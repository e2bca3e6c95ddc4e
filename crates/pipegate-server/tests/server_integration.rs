//! End-to-end tunnel scenarios (§8: S1-S6).
//!
//! These tests drive a real `pipegate-server` against either a real
//! `pipegate-client` relay (S1, S5) or a raw WebSocket connection standing
//! in for one, where the scenario needs control the relay doesn't expose
//! (S3 auth failure, S4 conflicting connection ids, S6 an abrupt drop with
//! a request in flight).

mod common;

use std::time::Duration;

use anyhow::Result;
use common::{LocalOrigin, TestServer, spawn_relay};
use futures::{SinkExt, StreamExt};
use pipegate_server::ServerConfig;
use pipegate_types::ConnectionId;
use tokio_tungstenite::connect_async;
use tokio_tungstenite::tungstenite::Message;
use tokio_tungstenite::tungstenite::client::IntoClientRequest;
use tokio_tungstenite::tungstenite::http::HeaderValue;
use tokio_tungstenite::tungstenite::http::header::AUTHORIZATION;

const TOKEN: &str = "right";

fn authed_request(url: &str, token: &str) -> tokio_tungstenite::tungstenite::http::Request<()> {
    let mut request = url.into_client_request().unwrap();
    request.headers_mut().insert(
        AUTHORIZATION,
        HeaderValue::from_str(&format!("Bearer {token}")).unwrap(),
    );
    request
}

/// S1: happy path. A tunnel is registered; a public request is forwarded to
/// the local origin and the origin's reply is returned to the caller
/// unchanged.
#[tokio::test]
async fn s1_happy_path_round_trips_through_the_tunnel() -> Result<()> {
    let server = TestServer::start(ServerConfig::new(Some(TOKEN.to_string()))).await?;
    let origin = LocalOrigin::start().await?;
    let conn_id = ConnectionId::new();

    let relay = spawn_relay(&server, &origin, conn_id, TOKEN);
    server.wait_for_active_tunnels(1).await?;

    let response = reqwest::get(server.public_url(conn_id, "/hello?x=1")).await?;
    assert_eq!(response.status(), 200);
    assert_eq!(
        response.headers().get("content-type").unwrap(),
        "text/plain"
    );
    assert_eq!(response.text().await?, "hi");

    relay.abort();
    Ok(())
}

/// S2: no tunnel registered for the requested connection id.
#[tokio::test]
async fn s2_no_tunnel_returns_bad_gateway() -> Result<()> {
    let server = TestServer::start(ServerConfig::default()).await?;
    let conn_id = ConnectionId::new();

    let response = reqwest::get(server.public_url(conn_id, "/anything")).await?;
    assert_eq!(response.status(), 502);
    assert_eq!(response.text().await?, "tunnel not connected");

    Ok(())
}

/// S3: a handshake with the wrong bearer token is rejected with 401 before
/// any session is created; public requests to that id keep returning 502.
#[tokio::test]
async fn s3_auth_failure_rejects_handshake_before_registration() -> Result<()> {
    let server = TestServer::start(ServerConfig::new(Some(TOKEN.to_string()))).await?;
    let conn_id = ConnectionId::new();

    let request = authed_request(&server.ws_url(conn_id), "wrong");
    let err = connect_async(request).await.unwrap_err();
    let status = match err {
        tokio_tungstenite::tungstenite::Error::Http(response) => response.status().as_u16(),
        other => panic!("expected an HTTP rejection, got {other:?}"),
    };
    assert_eq!(status, 401);

    let response = reqwest::get(server.public_url(conn_id, "/anything")).await?;
    assert_eq!(response.status(), 502);

    Ok(())
}

/// S4: two clients race for the same connection id; exactly one session
/// stays Active, the other is closed with application code 4409.
#[tokio::test]
async fn s4_conflicting_connection_id_closes_the_loser() -> Result<()> {
    let server = TestServer::start(ServerConfig::new(Some(TOKEN.to_string()))).await?;
    let conn_id = ConnectionId::new();

    let (first, _) = connect_async(authed_request(&server.ws_url(conn_id), TOKEN)).await?;
    server.wait_for_active_tunnels(1).await?;

    let (mut second, _) = connect_async(authed_request(&server.ws_url(conn_id), TOKEN)).await?;
    let close_code = match second.next().await {
        Some(Ok(Message::Close(Some(frame)))) => u16::from(frame.code),
        other => panic!("expected a close frame, got {other:?}"),
    };
    assert_eq!(close_code, 4409);

    assert_eq!(server.active_tunnels().await?, 1);
    drop(first);
    Ok(())
}

/// S5: the origin sleeps past the dispatch deadline. The public caller sees
/// 504 at roughly the deadline, and the session survives to serve the next
/// request normally.
#[tokio::test]
async fn s5_timeout_returns_504_and_session_stays_active() -> Result<()> {
    let config = ServerConfig::new(Some(TOKEN.to_string()))
        .with_request_timeout(Duration::from_millis(300));
    let server = TestServer::start(config).await?;
    let origin = LocalOrigin::start().await?;
    let conn_id = ConnectionId::new();

    let relay = spawn_relay(&server, &origin, conn_id, TOKEN);
    server.wait_for_active_tunnels(1).await?;

    let started = std::time::Instant::now();
    let response = reqwest::get(server.public_url(conn_id, "/slow")).await?;
    assert_eq!(response.status(), 504);
    assert!(
        started.elapsed() < Duration::from_secs(2),
        "504 should arrive close to the configured deadline"
    );

    assert_eq!(server.active_tunnels().await?, 1);

    let response = reqwest::get(server.public_url(conn_id, "/hello")).await?;
    assert_eq!(response.status(), 200);

    relay.abort();
    Ok(())
}

/// S6: the tunnel's socket closes abruptly while a request is in flight.
/// The waiting public caller gets 502, and the registry entry is removed.
#[tokio::test]
async fn s6_client_drop_fails_the_pending_request_and_unregisters() -> Result<()> {
    let server = TestServer::start(ServerConfig::new(Some(TOKEN.to_string()))).await?;
    let conn_id = ConnectionId::new();

    let (mut socket, _) = connect_async(authed_request(&server.ws_url(conn_id), TOKEN)).await?;
    server.wait_for_active_tunnels(1).await?;

    let public_url = server.public_url(conn_id, "/anything");
    let pending = tokio::spawn(async move { reqwest::get(public_url).await });

    // Read the forwarded request off the raw socket (so we know the server
    // is genuinely waiting on it), then drop the connection without ever
    // answering — the public caller's dispatch is left pending.
    match socket.next().await {
        Some(Ok(Message::Text(_))) => {}
        other => panic!("expected the forwarded request frame, got {other:?}"),
    }
    socket.close(None).await.ok();
    drop(socket);

    let response = pending.await??;
    assert_eq!(response.status(), 502);
    assert_eq!(response.text().await?, "tunnel closed");

    server.wait_for_active_tunnels(0).await?;
    Ok(())
}

/// Invariant 1 (§8): at most one session per connection id is ever
/// Active — re-asserted with a distinct id to rule out cross-test leakage.
#[tokio::test]
async fn unique_tunnel_per_connection_id() -> Result<()> {
    let server = TestServer::start(ServerConfig::new(Some(TOKEN.to_string()))).await?;
    let conn_id = ConnectionId::new();

    let (_a, _) = connect_async(authed_request(&server.ws_url(conn_id), TOKEN)).await?;
    server.wait_for_active_tunnels(1).await?;

    let (mut b, _) = connect_async(authed_request(&server.ws_url(conn_id), TOKEN)).await?;
    assert!(matches!(b.next().await, Some(Ok(Message::Close(_)))));
    assert_eq!(server.active_tunnels().await?, 1);

    Ok(())
}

◆ Activity ◆
Everything from the first line of the data through the line holding "fn authed_request(url: &str, token: &str)" should be output exactly, and no other lines.

◆ Output of the exercise ◆
repository e2bca3e6c95ddc4e
filename crates/pipegate-server/tests/server_integration.rs
//! End-to-end tunnel scenarios (§8: S1-S6).
//!
//! These tests drive a real `pipegate-server` against either a real
//! `pipegate-client` relay (S1, S5) or a raw WebSocket connection standing
//! in for one, where the scenario needs control the relay doesn't expose
//! (S3 auth failure, S4 conflicting connection ids, S6 an abrupt drop with
//! a request in flight).

mod common;

use std::time::Duration;

use anyhow::Result;
use common::{LocalOrigin, TestServer, spawn_relay};
use futures::{SinkExt, StreamExt};
use pipegate_server::ServerConfig;
use pipegate_types::ConnectionId;
use tokio_tungstenite::connect_async;
use tokio_tungstenite::tungstenite::Message;
use tokio_tungstenite::tungstenite::client::IntoClientRequest;
use tokio_tungstenite::tungstenite::http::HeaderValue;
use tokio_tungstenite::tungstenite::http::header::AUTHORIZATION;

const TOKEN: &str = "right";

fn authed_request(url: &str, token: &str) -> tokio_tungstenite::tungstenite::http::Request<()> {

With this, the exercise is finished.